§ **What needs to be done**
Using the material below, print the line that contains "assert_eq!(module.num_blocks(), 2);", the line that contains "let base = Tensor::ones((4, 4), DType::F64, &Device::Cpu)?;", and every line in between, exactly and nothing else.

§ **Input for this task**
Start of Block

#[cfg(test)]
mod tests {
    use super::*;
    use crate::networks::layer::LayerInfo;
    use anyhow::Result;
    use rand::rngs::StdRng;
    use rand::{Rng, SeedableRng};
    use std::collections::HashMap;

    fn random_blocks(seed: u64, num_blocks: usize, block_size: usize, scale: f64) -> Result<Tensor> {
        let mut rng = StdRng::seed_from_u64(seed);
        let data: Vec<f64> = (0..num_blocks * block_size * block_size)
            .map(|_| rng.gen_range(-scale..scale))
            .collect();
        Ok(Tensor::from_vec(data, (num_blocks, block_size, block_size), &Device::Cpu)?)
    }

    fn identity(n: usize) -> Vec<Vec<f64>> {
        (0..n)
            .map(|i| (0..n).map(|j| if i == j { 1.0 } else { 0.0 }).collect())
            .collect()
    }

    fn max_diff(a: &[Vec<f64>], b: &[Vec<f64>]) -> f64 {
        a.iter()
            .zip(b)
            .flat_map(|(ra, rb)| ra.iter().zip(rb).map(|(x, y)| (x - y).abs()))
            .fold(0.0, f64::max)
    }

    fn concrete_blocks() -> Result<Tensor> {
        let data = vec![0.0, 1.0, -1.0, 0.0, 0.0, 1.0, -1.0, 0.0];
        Ok(Tensor::from_vec(data, (2, 2, 2), &Device::Cpu)?)
    }

    #[test]
    fn test_zero_multiplier_is_identity() -> Result<()> {
        let blocks = random_blocks(7, 4, 8, 0.5)?;
        let r = compute_rotation(&blocks, 0.1, 32, 0.0)?.to_vec2::<f64>()?;
        assert!(max_diff(&r, &identity(32)) < 1e-12);
        Ok(())
    }

    #[test]
    fn test_unit_multiplier_is_pure_cayley() -> Result<()> {
        let blocks = random_blocks(11, 4, 8, 0.5)?;
        let q = constrained_generator(&blocks, 0.01, 32)?;
        let raw = cayley_blocks(&q)?.to_vec3::<f64>()?;

        let r = compute_rotation(&blocks, 0.01, 32, 1.0)?.to_vec2::<f64>()?;
        for (b, block) in raw.iter().enumerate() {
            for i in 0..8 {
                for j in 0..32 {
                    let expected = if j / 8 == b { block[i][j % 8] } else { 0.0 };
                    assert_eq!(r[b * 8 + i][j], expected);
                }
            }
        }
        Ok(())
    }

    #[test]
    fn test_norm_clamp_bound() -> Result<()> {
        for (seed, alpha) in [(1u64, 0.001), (2, 0.01), (3, 0.1), (4, 10.0)] {
            let blocks = random_blocks(seed, 4, 8, 3.0)?;
            let q = constrained_generator(&blocks, alpha, 32)?;
            let norm = q.sqr()?.sum_all()?.sqrt()?.to_scalar::<f64>()?;
            assert!(norm <= alpha * 32.0 + 1e-6, "norm {} alpha {}", norm, alpha);
        }
        Ok(())
    }

    #[test]
    fn test_generator_is_antisymmetric() -> Result<()> {
        let blocks = random_blocks(5, 3, 4, 1.0)?;
        let q = constrained_generator(&blocks, 1.0, 12)?;
        let sum = (&q + q.transpose(1, 2)?)?.abs()?.max_all()?.to_scalar::<f64>()?;
        assert!(sum < 1e-12);
        Ok(())
    }

    #[test]
    fn test_cayley_blocks_are_orthogonal() -> Result<()> {
        for seed in 0..5u64 {
            let blocks = random_blocks(seed, 4, 8, 2.0)?.to_dtype(DType::F32)?;
            let q = constrained_generator(&blocks, 0.05, 32)?;
            let r = cayley_blocks(&q)?;
            let rrt = r.matmul(&r.transpose(1, 2)?.contiguous()?)?;
            let eye = Tensor::from_vec(
                identity(8).concat().iter().map(|v| *v as f32).collect::<Vec<_>>(),
                (1, 8, 8),
                &Device::Cpu,
            )?;
            let dev = rrt
                .broadcast_sub(&eye)?
                .abs()?
                .max_all()?
                .to_scalar::<f32>()?;
            assert!(dev < 1e-4, "seed {} deviation {}", seed, dev);
        }
        Ok(())
    }

    #[test]
    fn test_zero_adapter_is_identity() -> Result<()> {
        let blocks = Tensor::zeros((4, 8, 8), DType::F64, &Device::Cpu)?;
        for alpha in [0.0, 1e-3, 1.0, 100.0] {
            for multiplier in [0.0, 0.3, 1.0, 2.5] {
                let r = compute_rotation(&blocks, alpha, 32, multiplier)?.to_vec2::<f64>()?;
                assert!(max_diff(&r, &identity(32)) < 1e-12);
            }
        }
        Ok(())
    }

    #[test]
    fn test_output_shapes() -> Result<()> {
        let blocks = random_blocks(3, 4, 8, 0.1)?;
        let r = compute_rotation(&blocks, 0.1, 32, 0.8)?;
        assert_eq!(r.dims(), &[32, 32]);

        let base = Tensor::ones((32, 16), DType::F64, &Device::Cpu)?;
        let merged = merge_into_weight(&base, &r)?;
        assert_eq!(merged.dims(), &[32, 16]);
        Ok(())
    }

    #[test]
    fn test_concrete_two_block_rotation() -> Result<()> {
        // Each skew block is [[0, 2], [-2, 0]]; the stacked norm is exactly 4,
        // which equals alpha * out_dim, so the rescale leaves it unchanged.
        let r = compute_rotation(&concrete_blocks()?, 1.0, 4, 1.0)?.to_vec2::<f64>()?;
        let expected = vec![
            vec![-0.6, 0.8, 0.0, 0.0],
            vec![-0.8, -0.6, 0.0, 0.0],
            vec![0.0, 0.0, -0.6, 0.8],
            vec![0.0, 0.0, -0.8, -0.6],
        ];
        assert!(max_diff(&r, &expected) < 1e-6);

        let rt: Vec<Vec<f64>> = (0..4).map(|i| (0..4).map(|j| r[j][i]).collect()).collect();
        let rrt: Vec<Vec<f64>> = (0..4)
            .map(|i| (0..4).map(|j| (0..4).map(|k| r[i][k] * rt[k][j]).sum()).collect())
            .collect();
        assert!(max_diff(&rrt, &identity(4)) < 1e-6);
        Ok(())
    }

    #[test]
    fn test_concrete_rotation_with_active_clamp() -> Result<()> {
        // alpha 0.5 halves the stacked norm, leaving [[0, 1], [-1, 0]] per block
        let r = compute_rotation(&concrete_blocks()?, 0.5, 4, 1.0)?.to_vec2::<f64>()?;
        let expected = vec![
            vec![0.0, 1.0, 0.0, 0.0],
            vec![-1.0, 0.0, 0.0, 0.0],
            vec![0.0, 0.0, 0.0, 1.0],
            vec![0.0, 0.0, -1.0, 0.0],
        ];
        assert!(max_diff(&r, &expected) < 1e-6);
        Ok(())
    }

    #[test]
    fn test_singular_denominator_is_numerical_error() -> Result<()> {
        // Not skew-symmetric: Q = I makes (I - Q) singular in block 1
        let q = Tensor::from_vec(
            vec![0.0, 0.5, -0.5, 0.0, 1.0, 0.0, 0.0, 1.0],
            (2, 2, 2),
            &Device::Cpu,
        )?;
        match cayley_blocks(&q) {
            Err(NetworkError::Numerical { block, .. }) => assert_eq!(block, 1),
            other => panic!("expected numerical error, got {:?}", other.map(|t| t.dims().to_vec())),
        }
        Ok(())
    }

    #[test]
    fn test_non_finite_generator_is_rejected() -> Result<()> {
        let blocks = Tensor::from_vec(
            vec![0.0, f64::INFINITY, 0.0, 0.0],
            (1, 2, 2),
            &Device::Cpu,
        )?;
        assert!(matches!(
            compute_rotation(&blocks, 1.0, 2, 1.0),
            Err(NetworkError::Configuration(_))
        ));
        assert!(matches!(
            compute_rotation(&concrete_blocks()?, f64::NAN, 4, 1.0),
            Err(NetworkError::Configuration(_))
        ));
        Ok(())
    }

    #[test]
    fn test_multiplier_is_not_clamped() -> Result<()> {
        let blocks = concrete_blocks()?;
        let full = compute_rotation(&blocks, 1.0, 4, 1.0)?.to_vec2::<f64>()?;
        let eye = identity(4);
        for m in [2.0, -0.5, 1.5] {
            let r = compute_rotation(&blocks, 1.0, 4, m)?.to_vec2::<f64>()?;
            let expected: Vec<Vec<f64>> = full
                .iter()
                .zip(&eye)
                .map(|(rf, re)| rf.iter().zip(re).map(|(f, e)| m * f + (1.0 - m) * e).collect())
                .collect();
            assert!(max_diff(&r, &expected) < 1e-12, "multiplier {}", m);
        }
        Ok(())
    }

    #[test]
    fn test_merge_is_elementwise_add_not_matmul() -> Result<()> {
        let r = compute_rotation(&concrete_blocks()?, 1.0, 4, 1.0)?;
        let base = Tensor::from_vec((0..16).map(|v| v as f64).collect::<Vec<_>>(), (4, 4), &Device::Cpu)?;

        let merged = merge_into_weight(&base, &r)?.to_vec2::<f64>()?;
        let added = (&base + &r)?.to_vec2::<f64>()?;
        let multiplied = r.matmul(&base)?.to_vec2::<f64>()?;
        assert_eq!(merged, added);
        assert!(max_diff(&merged, &multiplied) > 1.0);
        Ok(())
    }

    #[test]
    fn test_merge_pads_wide_weights() -> Result<()> {
        let r = compute_rotation(&concrete_blocks()?, 1.0, 4, 1.0)?;
        let base = Tensor::zeros((4, 6), DType::F64, &Device::Cpu)?;
        let merged = merge_into_weight(&base, &r)?.to_vec2::<f64>()?;
        let rot = r.to_vec2::<f64>()?;
        for i in 0..4 {
            assert_eq!(&merged[i][..4], &rot[i][..]);
            assert_eq!(&merged[i][4..], &[0.0, 0.0]);
        }
        Ok(())
    }

    #[test]
    fn test_merge_shape_errors() -> Result<()> {
        let r = compute_rotation(&concrete_blocks()?, 1.0, 4, 1.0)?;

        let wrong_rows = Tensor::zeros((8, 4), DType::F64, &Device::Cpu)?;
        match merge_into_weight(&wrong_rows, &r) {
            Err(NetworkError::Shape { expected, actual, .. }) => {
                assert_eq!(expected, vec![8, 8]);
                assert_eq!(actual, vec![4, 4]);
            }
            other => panic!("expected shape error, got {:?}", other.map(|t| t.dims().to_vec())),
        }

        let base = Tensor::zeros((4, 4), DType::F64, &Device::Cpu)?;
        let non_square = Tensor::zeros((4, 3), DType::F64, &Device::Cpu)?;
        assert!(matches!(
            merge_into_weight(&base, &non_square),
            Err(NetworkError::Shape { .. })
        ));

        let conv = Tensor::zeros((4, 2, 3, 3), DType::F64, &Device::Cpu)?;
        assert!(matches!(merge_into_weight(&conv, &r), Err(NetworkError::Shape { .. })));
        Ok(())
    }

    #[test]
    fn test_block_layout_errors() -> Result<()> {
        let blocks = random_blocks(9, 3, 2, 1.0)?;
        assert!(matches!(
            compute_rotation(&blocks, 1.0, 8, 1.0),
            Err(NetworkError::Shape { .. })
        ));

        let non_square = Tensor::zeros((2, 2, 3), DType::F64, &Device::Cpu)?;
        assert!(matches!(
            compute_rotation(&non_square, 1.0, 4, 1.0),
            Err(NetworkError::Shape { .. })
        ));
        Ok(())
    }

    fn weights(alpha: Option<f64>) -> Result<NetworkWeights> {
        let mut w = HashMap::new();
        w.insert("oft_blocks".to_string(), concrete_blocks()?);
        if let Some(alpha) = alpha {
            w.insert("alpha".to_string(), Tensor::new(alpha, &Device::Cpu)?);
        }
        Ok(NetworkWeights::new("lora_unet_test", w))
    }

    #[test]
    fn test_module_matches_free_functions() -> Result<()> {
        let layer = LayerInfo::Linear { out_features: 4, in_features: 4 };
        let module = OftModule::new(&weights(Some(1.0))?, &layer)?;
        assert_eq!(module.num_blocks(), 2);
        assert_eq!(module.block_size(), 2);
        assert_eq!(module.constraint(), 4.0);

        let expected = compute_rotation(&concrete_blocks()?, 1.0, 4, 0.7)?.to_vec2::<f64>()?;
        assert_eq!(module.get_weight(0.7)?.to_vec2::<f64>()?, expected);

        let base = Tensor::ones((4, 4), DType::F64, &Device::Cpu)?;
        let updown = module.calc_updown(&base, 0.7)?;
        let direct = merge_into_weight(&base, &module.get_weight(0.7)?)?;
        assert_eq!(updown.to_vec2::<f64>()?, direct.to_vec2::<f64>()?);
        Ok(())
    }

    #[test]
    fn test_module_conv_weight_keeps_shape() -> Result<()> {
        let layer = LayerInfo::Conv { out_channels: 4, in_channels: 2, kernel: (3, 3) };
        let module = OftModule::new(&weights(Some(0.5))?, &layer)?;
        let base = Tensor::zeros((4, 2, 3, 3), DType::F32, &Device::Cpu)?;
        let merged = module.calc_updown(&base, 1.0)?;
        assert_eq!(merged.dims(), &[4, 2, 3, 3]);
        assert_eq!(merged.dtype(), DType::F32);

        // First kernel row picks up the first rotation columns
        let flat = merged.reshape((4, 18))?.to_vec2::<f32>()?;
        assert!((flat[0][1] - 1.0).abs() < 1e-6);
        assert!((flat[1][0] + 1.0).abs() < 1e-6);
        Ok(())
    }

    #[test]
    fn test_module_rejects_bad_alpha() -> Result<()> {
        let layer = LayerInfo::Linear { out_features: 4, in_features: 4 };
        assert!(matches!(
            OftModule::new(&weights(None)?, &layer),
            Err(NetworkError::Configuration(_))
        ));
        assert!(matches!(
            OftModule::new(&weights(Some(-1.0))?, &layer),
            Err(NetworkError::Configuration(_))
        ));
        assert!(matches!(
            OftModule::new(&weights(Some(0.0))?, &layer),
            Err(NetworkError::Configuration(_))
        ));
        Ok(())
    }

    #[test]
    fn test_module_rejects_mismatched_layer() -> Result<()> {
        let layer = LayerInfo::Linear { out_features: 6, in_features: 4 };
        assert!(matches!(
            OftModule::new(&weights(Some(1.0))?, &layer),
            Err(NetworkError::Shape { .. })
        ));
        Ok(())
    }

    #[test]
    fn test_concurrent_calls_agree() -> Result<()> {
        let blocks = random_blocks(21, 4, 8, 0.3)?;
        let reference = compute_rotation(&blocks, 0.05, 32, 0.6)?.to_vec2::<f64>()?;
        let results = std::thread::scope(|s| {
            let handles: Vec<_> = (0..4)
                .map(|_| {
                    s.spawn(|| -> Result<Vec<Vec<f64>>> {
                        Ok(compute_rotation(&blocks, 0.05, 32, 0.6)?.to_vec2::<f64>()?)
                    })
                })
                .collect();
            handles
                .into_iter()
                .map(|h| h.join().expect("worker panicked"))
                .collect::<Result<Vec<_>>>()
        })?;
        for r in results {
            assert_eq!(r, reference);
        }
        Ok(())
    }
}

End of Block

§ **Output for this exercise**
        assert_eq!(module.num_blocks(), 2);
        assert_eq!(module.block_size(), 2);
        assert_eq!(module.constraint(), 4.0);

        let expected = compute_rotation(&concrete_blocks()?, 1.0, 4, 0.7)?.to_vec2::<f64>()?;
        assert_eq!(module.get_weight(0.7)?.to_vec2::<f64>()?, expected);

        let base = Tensor::ones((4, 4), DType::F64, &Device::Cpu)?;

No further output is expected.